Letters to the Editor

This letter is associated with the following article:
David Chase gives fans the finale they deserve -- one they can argue about for years to come.
  • Back to the Supernatural --- The Mob visits the Twighlight Zone

    Heather Havrilesky asks, "Is Chase brilliant for so thoroughly subverting our expectations, or ... is he just an asshole?"

    I'd like to think that Chase didn't give up like Lynch did with "Twin Peaks" but put in effort and thought behind this episode for himself and not just to be contrary to audience expectations or give us a blank slate to write our own ending.

    So, ignoring the Chase commentary about Bush and the War on Terror (FBI acting immoral, etc) and other tidbits (Chase waves goodbye to the audience: " A.J.: Isn't that what you said one time? Try to remember the times that were good?), here is my take on the final episode:Tony is the star of this morality play and it is dying. Like a real star, his universe begins to collapse. His extended family members are killed or dead (June is effectively dead), his captains are comotose or informants, NY is wounded with Phil's death.

    [Note the double Decker tour bus passing announcing, "Little Italy used to be 40 square blocks and now it just one row of shops," and Phil's henchman talking to Phil in Little Italy and then when he hangs up, he's run out of room and sees a wall of Chinese faces--because Chinatown has overrun Little Italy.]

    So, at the end, they go to a place we've never seen or heard of before. As Tony sits alone, Carmela, Meadow, and AJ are all satellites unable to escape the gravity of Tony and one by one they fall back into him after almost escaping. Carmela, still as contemptuous of Tony and his life when they split, (see her face as Tony usurps his son's therapist for himself) loses her moral battle and gives into the wealth (Meadows success is measured in money not sacrifice) and (false sense of) comfort Tony provides. And there she sits down.

    AJ for all his attempts, active and passive, to not be like Tony, rejects the Army and "Arabic" culture (his view of a noble goal), and becomes his father: in therapy, coming downstairs in his robe, and bought off with new BMW and blond girlfriend, soon, to run a nightclub bought with mob money.

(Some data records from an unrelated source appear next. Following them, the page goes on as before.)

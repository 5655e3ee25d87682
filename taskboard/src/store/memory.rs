//! Process-local [`KeyValueStore`].

use std::collections::HashMap;
use std::sync::atomic::{AtomicBool, Ordering};

use parking_lot::Mutex;

use super::{KeyValueStore, StoreError};

/// In-memory store backed by a `HashMap`.
///
/// Nothing survives the process. The store can be switched to
/// "unavailable" to reproduce environments where storage is blocked.
#[derive(Debug)]
pub struct InMemoryStore {
    entries: Mutex<HashMap<String, String>>,
    available: AtomicBool,
}

impl InMemoryStore {
    /// Creates an empty, available store.
    #[must_use]
    pub fn new() -> Self {
        Self {
            entries: Mutex::new(HashMap::new()),
            available: AtomicBool::new(true),
        }
    }

    /// Creates a store that refuses every operation.
    #[must_use]
    pub fn unavailable() -> Self {
        let store = Self::new();
        store.set_available(false);
        store
    }

    /// Toggles availability.
    pub fn set_available(&self, available: bool) {
        self.available.store(available, Ordering::SeqCst);
    }

    /// Number of stored keys.
    #[must_use]
    pub fn len(&self) -> usize {
        self.entries.lock().len()
    }

    /// Returns `true` if nothing is stored.
    #[must_use]
    pub fn is_empty(&self) -> bool {
        self.entries.lock().is_empty()
    }

    fn check(&self) -> Result<(), StoreError> {
        if self.is_available() {
            Ok(())
        } else {
            Err(StoreError::Unavailable("in-memory store disabled".to_string()))
        }
    }
}

impl Default for InMemoryStore {
    fn default() -> Self {
        Self::new()
    }
}

impl KeyValueStore for InMemoryStore {
    fn is_available(&self) -> bool {
        self.available.load(Ordering::SeqCst)
    }

    fn get(&self, key: &str) -> Result<Option<String>, StoreError> {
        self.check()?;
        Ok(self.entries.lock().get(key).cloned())
    }

    fn set(&self, key: &str, value: &str) -> Result<(), StoreError> {
        self.check()?;
        self.entries
            .lock()
            .insert(key.to_string(), value.to_string());
        Ok(())
    }

    fn remove(&self, key: &str) -> Result<(), StoreError> {
        self.check()?;
        self.entries.lock().remove(key);
        Ok(())
    }
}
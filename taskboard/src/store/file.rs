//! Directory-backed [`KeyValueStore`]: one `<key>.json` file per key.

use std::io::ErrorKind;
use std::path::{Path, PathBuf};

use super::{KeyValueStore, StoreError};

/// Name of the marker file written to probe whether the directory is usable.
const PROBE_FILE: &str = ".taskboard-probe";

/// Maximum key length accepted by [`FileStore`].
pub const MAX_KEY_LEN: usize = 128;

/// Stores each key as a JSON file inside a directory.
///
/// Writes go to a temporary sibling file which is then renamed over the
/// target, so a crash never leaves a half-written value behind.
#[derive(Debug, Clone)]
pub struct FileStore {
    dir: PathBuf,
}

impl FileStore {
    /// Creates a store rooted at `dir`. The directory is created lazily on
    /// the first write.
    pub fn new(dir: impl Into<PathBuf>) -> Self {
        Self { dir: dir.into() }
    }

    /// Directory holding the stored files.
    #[must_use]
    pub fn dir(&self) -> &Path {
        &self.dir
    }

    fn path_for(&self, key: &str) -> Result<PathBuf, StoreError> {
        validate_key(key)?;
        Ok(self.dir.join(format!("{key}.json")))
    }
}

/// Keys become file names, so only `[A-Za-z0-9_-]` is allowed.
fn validate_key(key: &str) -> Result<(), StoreError> {
    if key.is_empty() || key.len() > MAX_KEY_LEN {
        return Err(StoreError::InvalidKey(format!(
            "key must be 1..={MAX_KEY_LEN} bytes"
        )));
    }
    if !key
        .chars()
        .all(|c| c.is_ascii_alphanumeric() || c == '-' || c == '_')
    {
        return Err(StoreError::InvalidKey(key.to_string()));
    }
    Ok(())
}

impl KeyValueStore for FileStore {
    fn is_available(&self) -> bool {
        if let Err(err) = std::fs::create_dir_all(&self.dir) {
            tracing::debug!(dir = %self.dir.display(), error = %err, "store directory not creatable");
            return false;
        }
        let probe = self.dir.join(PROBE_FILE);
        let usable = std::fs::write(&probe, b"ok").is_ok();
        // Best effort; a leftover marker is harmless.
        let _ = std::fs::remove_file(&probe);
        usable
    }

    fn get(&self, key: &str) -> Result<Option<String>, StoreError> {
        let path = self.path_for(key)?;
        match std::fs::read_to_string(&path) {
            Ok(text) => Ok(Some(text)),
            Err(e) if e.kind() == ErrorKind::NotFound => Ok(None),
            Err(e) => Err(StoreError::ReadFailed(format!("{}: {e}", path.display()))),
        }
    }

    fn set(&self, key: &str, value: &str) -> Result<(), StoreError> {
        let path = self.path_for(key)?;
        std::fs::create_dir_all(&self.dir)
            .map_err(|e| StoreError::Unavailable(format!("{}: {e}", self.dir.display())))?;
        let tmp = self.dir.join(format!(".{key}.json.tmp"));
        std::fs::write(&tmp, value)
            .map_err(|e| StoreError::WriteFailed(format!("{}: {e}", tmp.display())))?;
        std::fs::rename(&tmp, &path)
            .map_err(|e| StoreError::WriteFailed(format!("{}: {e}", path.display())))
    }

    fn remove(&self, key: &str) -> Result<(), StoreError> {
        let path = self.path_for(key)?;
        match std::fs::remove_file(&path) {
            Ok(()) => Ok(()),
            Err(e) if e.kind() == ErrorKind::NotFound => Ok(()),
            Err(e) => Err(StoreError::WriteFailed(format!("{}: {e}", path.display()))),
        }
    }
}
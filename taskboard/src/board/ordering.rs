//! Positional moves over the global task sequence.
//!
//! A column's order is the order of its tasks in the global sequence, so
//! every move is a splice of that sequence. Both functions are pure: they
//! return the new sequence, or the reason nothing would change.
//!
//! Indices count the column's full subsequence, ignoring any active filter.
//! A drag surface only sees the filtered bucket; [`column_index_of_visible`]
//! translates its indices.

use taskboard_proto::{ColumnId, Task, TaskId};

use super::NoOpReason;

/// Global positions of the tasks in `column`, in order.
fn column_slots(tasks: &[Task], column: &ColumnId) -> Vec<usize> {
    tasks
        .iter()
        .enumerate()
        .filter(|(_, t)| &t.column_id == column)
        .map(|(i, _)| i)
        .collect()
}

/// Moves `task_id` into `target` so that it ends up at `target_index` among
/// the target column's tasks.
///
/// With `target_index` absent or not smaller than the column's task count
/// the task goes right after the column's last task (or to the end of the
/// sequence if the column is empty). Otherwise it is inserted immediately
/// before the task currently at `target_index`. Every other task keeps its
/// relative order.
///
/// # Errors
///
/// Returns [`NoOpReason::TaskNotFound`] if `task_id` is not in `tasks`.
pub fn move_to_column(
    tasks: &[Task],
    task_id: &TaskId,
    target: &ColumnId,
    target_index: Option<usize>,
) -> Result<Vec<Task>, NoOpReason> {
    let from = tasks
        .iter()
        .position(|t| &t.id == task_id)
        .ok_or(NoOpReason::TaskNotFound)?;

    let mut next = tasks.to_vec();
    let mut moving = next.remove(from);
    moving.column_id = target.clone();

    let slots = column_slots(&next, target);
    let at = match target_index {
        Some(index) if index < slots.len() => slots[index],
        _ => slots.last().map_or(next.len(), |last| last + 1),
    };
    next.insert(at, moving);
    Ok(next)
}

/// Moves the task at `previous` to `current` within `column`'s
/// subsequence.
///
/// Both indices are clamped to the column's range. The permuted
/// subsequence is written back into the same global slots the column
/// occupied, so tasks of other columns do not move at all.
///
/// # Errors
///
/// Returns [`NoOpReason::NothingToReorder`] for columns with fewer than two
/// tasks and [`NoOpReason::SameIndex`] when the (clamped) indices are equal.
pub fn reorder_within_column(
    tasks: &[Task],
    column: &ColumnId,
    previous: usize,
    current: usize,
) -> Result<Vec<Task>, NoOpReason> {
    let slots = column_slots(tasks, column);
    if slots.len() < 2 {
        return Err(NoOpReason::NothingToReorder);
    }
    let last = slots.len() - 1;
    let from = previous.min(last);
    let to = current.min(last);
    if from == to {
        return Err(NoOpReason::SameIndex);
    }

    let mut column_tasks: Vec<Task> = slots.iter().map(|&i| tasks[i].clone()).collect();
    let moved = column_tasks.remove(from);
    column_tasks.insert(to, moved);

    let mut next = tasks.to_vec();
    for (slot, task) in slots.into_iter().zip(column_tasks) {
        next[slot] = task;
    }
    Ok(next)
}

/// Position of `task_id` within `column`'s subsequence.
#[must_use]
pub fn column_position(tasks: &[Task], column: &ColumnId, task_id: &TaskId) -> Option<usize> {
    tasks
        .iter()
        .filter(|t| &t.column_id == column)
        .position(|t| &t.id == task_id)
}

/// Translates `visible_index`, an index into the filtered bucket `visible`
/// of `column`, into an index into the column's full subsequence.
///
/// `moving` is left out of both sequences, matching how
/// [`move_to_column`] and [`reorder_within_column`] count the target slot
/// once the dragged task has been lifted out. The result is the position
/// of the visible task the drop lands in front of, or `None` when the drop
/// lands after the last visible task.
#[must_use]
pub fn column_index_of_visible(
    tasks: &[Task],
    visible: &[Task],
    column: &ColumnId,
    moving: &TaskId,
    visible_index: usize,
) -> Option<usize> {
    let anchor = visible
        .iter()
        .filter(|t| &t.id != moving)
        .nth(visible_index)?;
    tasks
        .iter()
        .filter(|t| &t.column_id == column && &t.id != moving)
        .position(|t| t.id == anchor.id)
}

And there he sits down.

    And Meadow, the least like all of them, trying to fit in (parallel parking --- which is an homage to a classic movie scene which was itself copied in the Untouchables designed to create tension), decides not to help babies, not to help the poor but to make lots of money defending criminals. She is her mother, deluding in thinking that Mobsters are just Italian-Americans being unfairly hounded by the government. And, just before we cut to black, she's being sucked in.

    The last satellite.And what black hole is she being sucked into? When I saw the last scene, it looked familiar to me. The American banality of it all (complete with a horrible Journey song ... I can't believe Chase wants us to be reading into these crappy lyrics. Although, it's not coincidence that he ended to series on the line, "Don't Stop.") gives a sense of safety but one by one, in comes someone who you think will be the one to shoot Tony and kill him. The trucker, a disgruntled victim of Mob abuse? The man who comes in with AJ, a paid him man? The two black youths, ready to rob the place and "accidentally" kill Tony? The safety of Tony is an illusion because everywhere, no matter how "safe" it looks, he faces danger. What did the cafe, where we've never been in before, remind me of? A cafe from any number of "Twilight Zone" episodes, which theme song happened to be used in last night's episode.

    Tony's universe collapsed like a dying star and sucked his family into his hell; a dingy dinner with danger in every form.

    Like Heather said in her column today, "Goodbye, Tony. Looks like you won't go to prison (not yet, anyway), and you won't rat, and you won't finally get your comeuppance, dying in a bloody heap. You'll be immortalized eating onion rings, chuckling, focusing on the good times."

    "Just like the rest of us. Going to hell in a red leather booth, with Journey playing in the background. "

    But of course, I could be wrong. So, when does Big Love start up again?